Looking at the list of top performing stocks this calendar year was a little shocking to me.
When we exclude micro and small-cap stocks, the list of top performers (those increasing over 50% so far) thins out to only 12 companies. However, this wasn't the most interesting part.
Top-Performing Sectors
In stark contrast to the performance of the last couple of years, 11 of these 12 companies are mining or mining related. The top six get even more interesting:
1/ Mineral Resources Limited (ASX: MIN) – up 128%
2/ St Barbara Ltd (ASX: SBM) – up 111%
3/ Saracen Mineral Holdings Limited (ASX: SAR) – up 110%
4/ Fortescue Metals Group Limited (ASX: FMG) – up 76%
5/ Northern Star Resources Ltd (ASX: NST) – up 72%
6/ Primary Health Care Limited (ASX: PRY) – up 68%
Of these, St Barbara, Saracen, and Northern Star are involved in gold mining, while Mineral Resources and Fortescue Metals specialise in iron ore (and manganese for Mineral Resources), and Primary provides medical pathology and imaging services.
Time in Invest in Mining Companies?
I wouldn't go that far just yet…
Interestingly, with the exception of Northern Star, most of the companies above have generated negative returns in each of the last five years and started the year between 5% and 70% lower than where they were five years ago!

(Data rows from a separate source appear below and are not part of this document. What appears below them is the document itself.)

//! Conversions between A1, TAI, TT, UTC and UT1.
//!
//! Fixed offsets:
//!
//! ```text
//! A1 − TAI = 0.0343817 s
//! TT − TAI = 32.184 s
//! ```
//!
//! TAI − UTC comes from [`LEAP_SECONDS`]. UTC epochs before 1972-01-01 are
//! rejected; the drift-rate era is not modeled. UT1 needs the externally
//! supplied UT1 − UTC, so it is reachable only through [`ToUT1WithDUT1`].
//!
//! ```
//! use astrodyn_time::{JulianDate, ToTAI, UTC};
//!
//! let utc = UTC::from_julian_date(JulianDate::j2000());
//! let tai = utc.to_tai().unwrap();
//! let offset = tai.to_julian_date().seconds_since(&utc.to_julian_date());
//! assert!((offset - 32.0).abs() < 1e-6);
//! ```

use super::{A1, TAI, TT, UT1, UTC};
use crate::constants::{A1_TAI_OFFSET_SECONDS, LEAP_SECONDS, TT_TAI_OFFSET_SECONDS};
use crate::{TimeError, TimeResult};

/// TAI − UTC in seconds at the standard MJD `utc_mjd`.
pub fn tai_minus_utc(utc_mjd: f64) -> TimeResult<f64> {
    let first = LEAP_SECONDS[0].0;
    if utc_mjd < first || !utc_mjd.is_finite() {
        return Err(TimeError::InvalidEpoch(format!(
            "UTC MJD {} precedes the leap second table (MJD {})",
            utc_mjd, first
        )));
    }

    let idx = LEAP_SECONDS.partition_point(|(mjd, _)| *mjd <= utc_mjd);
    Ok(LEAP_SECONDS[idx - 1].1)
}

pub trait ToTAI {
    fn to_tai(&self) -> TimeResult<TAI>;
}

pub trait ToTT {
    fn to_tt(&self) -> TimeResult<TT>;
}

pub trait ToA1 {
    fn to_a1(&self) -> TimeResult<A1>;
}

pub trait ToUTC {
    fn to_utc(&self) -> TimeResult<UTC>;
}

pub trait ToUT1WithDUT1 {
    /// `dut1_seconds` is UT1 − UTC at this epoch.
    fn to_ut1_with_dut1(&self, dut1_seconds: f64) -> TimeResult<UT1>;
}

impl ToTAI for TAI {
    fn to_tai(&self) -> TimeResult<TAI> {
        Ok(*self)
    }
}

impl ToTAI for A1 {
    fn to_tai(&self) -> TimeResult<TAI> {
        Ok(TAI::from_julian_date(
            self.to_julian_date().add_seconds(-A1_TAI_OFFSET_SECONDS),
        ))
    }
}

impl ToTAI for TT {
    fn to_tai(&self) -> TimeResult<TAI> {
        Ok(TAI::from_julian_date(
            self.to_julian_date().add_seconds(-TT_TAI_OFFSET_SECONDS),
        ))
    }
}

impl ToTAI for UTC {
    fn to_tai(&self) -> TimeResult<TAI> {
        let jd = self.to_julian_date();
        let offset = tai_minus_utc(jd.mjd())?;
        Ok(TAI::from_julian_date(jd.add_seconds(offset)))
    }
}

impl ToTT for TT {
    fn to_tt(&self) -> TimeResult<TT> {
        Ok(*self)
    }
}

impl ToTT for TAI {
    fn to_tt(&self) -> TimeResult<TT> {
        Ok(TT::from_julian_date(
            self.to_julian_date().add_seconds(TT_TAI_OFFSET_SECONDS),
        ))
    }
}

impl ToTT for A1 {
    fn to_tt(&self) -> TimeResult<TT> {
        self.to_tai()?.to_tt()
    }
}

impl ToTT for UTC {
    fn to_tt(&self) -> TimeResult<TT> {
        self.to_tai()?.to_tt()
    }
}

impl ToA1 for A1 {
    fn to_a1(&self) -> TimeResult<A1> {
        Ok(*self)
    }
}

impl ToA1 for TAI {
    fn to_a1(&self) -> TimeResult<A1> {
        Ok(A1::from_julian_date(
            self.to_julian_date().add_seconds(A1_TAI_OFFSET_SECONDS),
        ))
    }
}

impl ToA1 for TT {
    fn to_a1(&self) -> TimeResult<A1> {
        self.to_tai()?.to_a1()
    }
}

impl ToA1 for UTC {
    fn to_a1(&self) -> TimeResult<A1> {
        self.to_tai()?.to_a1()
    }
}

impl ToUTC for UTC {
    fn to_utc(&self) -> TimeResult<UTC> {
        Ok(*self)
    }
}

impl ToUTC for TAI {
    fn to_utc(&self) -> TimeResult<UTC> {
        let tai = self.to_julian_date();
        // Refine the UTC guess until the table lookup is stable.
        let mut utc = tai;
        for _ in 0..3 {
            let offset = tai_minus_utc(utc.mjd())?;
            utc = tai.add_seconds(-offset);
        }
        Ok(UTC::from_julian_date(utc))
    }
}

impl ToUTC for A1 {
    fn to_utc(&self) -> TimeResult<UTC> {
        self.to_tai()?.to_utc()
    }
}

impl ToUTC for TT {
    fn to_utc(&self) -> TimeResult<UTC> {
        self.to_tai()?.to_utc()
    }
}

impl ToUT1WithDUT1 for UTC {
    fn to_ut1_with_dut1(&self, dut1_seconds: f64) -> TimeResult<UT1> {
        Ok(UT1::from_julian_date(
            self.to_julian_date().add_seconds(dut1_seconds),
        ))
    }
}

impl ToUT1WithDUT1 for TAI {
    fn to_ut1_with_dut1(&self, dut1_seconds: f64) -> TimeResult<UT1> {
        self.to_utc()?.to_ut1_with_dut1(dut1_seconds)
    }
}

impl ToUT1WithDUT1 for A1 {
    fn to_ut1_with_dut1(&self, dut1_seconds: f64) -> TimeResult<UT1> {
        self.to_utc()?.to_ut1_with_dut1(dut1_seconds)
    }
}

impl ToUT1WithDUT1 for TT {
    fn to_ut1_with_dut1(&self, dut1_seconds: f64) -> TimeResult<UT1> {
        self.to_utc()?.to_ut1_with_dut1(dut1_seconds)
    }
}

#[cfg(test)]
mod tests {
    use super::*;
    use crate::julian::JulianDate;

    #[test]
    fn test_leap_second_lookup() {
        assert_eq!(tai_minus_utc(41317.0).unwrap(), 10.0);
        assert_eq!(tai_minus_utc(51544.5).unwrap(), 32.0);
        assert_eq!(tai_minus_utc(57753.999).unwrap(), 36.0);
        assert_eq!(tai_minus_utc(57754.0).unwrap(), 37.0);
        assert_eq!(tai_minus_utc(60000.0).unwrap(), 37.0);
    }

    #[test]
    fn test_pre_1972_rejected() {
        assert!(matches!(
            tai_minus_utc(41000.0),
            Err(TimeError::InvalidEpoch(_))
        ));
    }

    #[test]
    fn test_a1_tt_offsets() {
        let tai = TAI::from_julian_date(JulianDate::j2000());
        let a1 = tai.to_a1().unwrap();
        let tt = tai.to_tt().unwrap();
        assert!((a1.to_julian_date().seconds_since(&tai.to_julian_date()) - 0.0343817).abs() < 1e-6);
        assert!((tt.to_julian_date().seconds_since(&tai.to_julian_date()) - 32.184).abs() < 1e-6);

        let back = a1.to_tt().unwrap();
        assert!(back.seconds_since(&tt).abs() < 1e-6);
    }

    #[test]
    fn test_utc_tai_round_trip() {
        let utc = UTC::from_julian_date(JulianDate::from_calendar(2017, 6, 1, 3, 0, 0.0));
        let back = utc.to_tai().unwrap().to_utc().unwrap();
        assert!(back.seconds_since(&utc).abs() < 1e-6);
    }

    #[test]
    fn test_ut1_from_a1() {
        let a1 = A1::from_julian_date(JulianDate::j2000());
        let utc = a1.to_utc().unwrap();
        let ut1 = a1.to_ut1_with_dut1(0.355).unwrap();
        assert!(
            (ut1.to_julian_date().seconds_since(&utc.to_julian_date()) - 0.355).abs() < 1e-6
        );
    }
}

This year's performance has seen analysts from both sides of the debate (to invest in mining or not) speculate if now's a good time to enter the market. What has to be remembered is that there are a two main factors that are driving the share prices above:
1/ Changes in supply and demand balance
2/ The Australian dollar
In the case of gold, negative interest rates in Europe and Japan, plus lower expectations for interest rates in the US have improved demand for gold as a store of wealth and a hedge against future inflation.
As the 'gold price' is denominated in US-dollars, miners with Australian operations (those listed above) have received an outsized improvement in profit in Australian dollars.

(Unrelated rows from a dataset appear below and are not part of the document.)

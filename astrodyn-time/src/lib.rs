//! Time scales for frame and force-model evaluation.
//!
//! Epochs are split Julian dates ([`JulianDate`]) tagged by scale. The working
//! scale of the frame crates is [`A1`]; precession wants TDB centuries derived
//! from [`TT`], and Earth rotation wants [`UT1`].
//!
//! ```text
//! A1 = TAI + 0.0343817 s
//! TT = TAI + 32.184 s
//! TAI = UTC + ΔAT          (post-1972 leap second table)
//! UT1 = UTC + (UT1 − UTC)  (from Earth orientation data)
//! ```
//!
//! Modified Julian dates in this workspace use the reference JD 2430000.0
//! (1941-01-05 12:00), see [`JulianDate::gmat_mjd`].

pub mod constants;
pub mod julian;
pub mod scales;
pub mod sidereal;

pub use julian::JulianDate;
pub use scales::{tdb_centuries, ToA1, ToTAI, ToTT, ToUT1WithDUT1, ToUTC, A1, TAI, TT, UT1, UTC};
pub use sidereal::{earth_rotation_rate, GMST};

use thiserror::Error;

pub type TimeResult<T> = Result<T, TimeError>;

#[derive(Error, Debug, Clone, PartialEq)]
pub enum TimeError {
    #[error("Calculation error: {0}")]
    CalculationError(String),
    #[error("Invalid epoch: {0}")]
    InvalidEpoch(String),
}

Is there still time to buy?
I would only buy gold companies now if I was braver than I am to risk my money, and extremely confident that economic growth around the world would stay subdued for the foreseeable future.
As for the other companies, iron ore is dictated by the whims of Chinese demand, while Primary has simply had an outstanding year following a shocker last year when the government announced potential cuts to funding to private operators.
Perhaps the best opportunity of all lies in Primary as takeover rumours and improved operational performance could see a significant rise in the share price.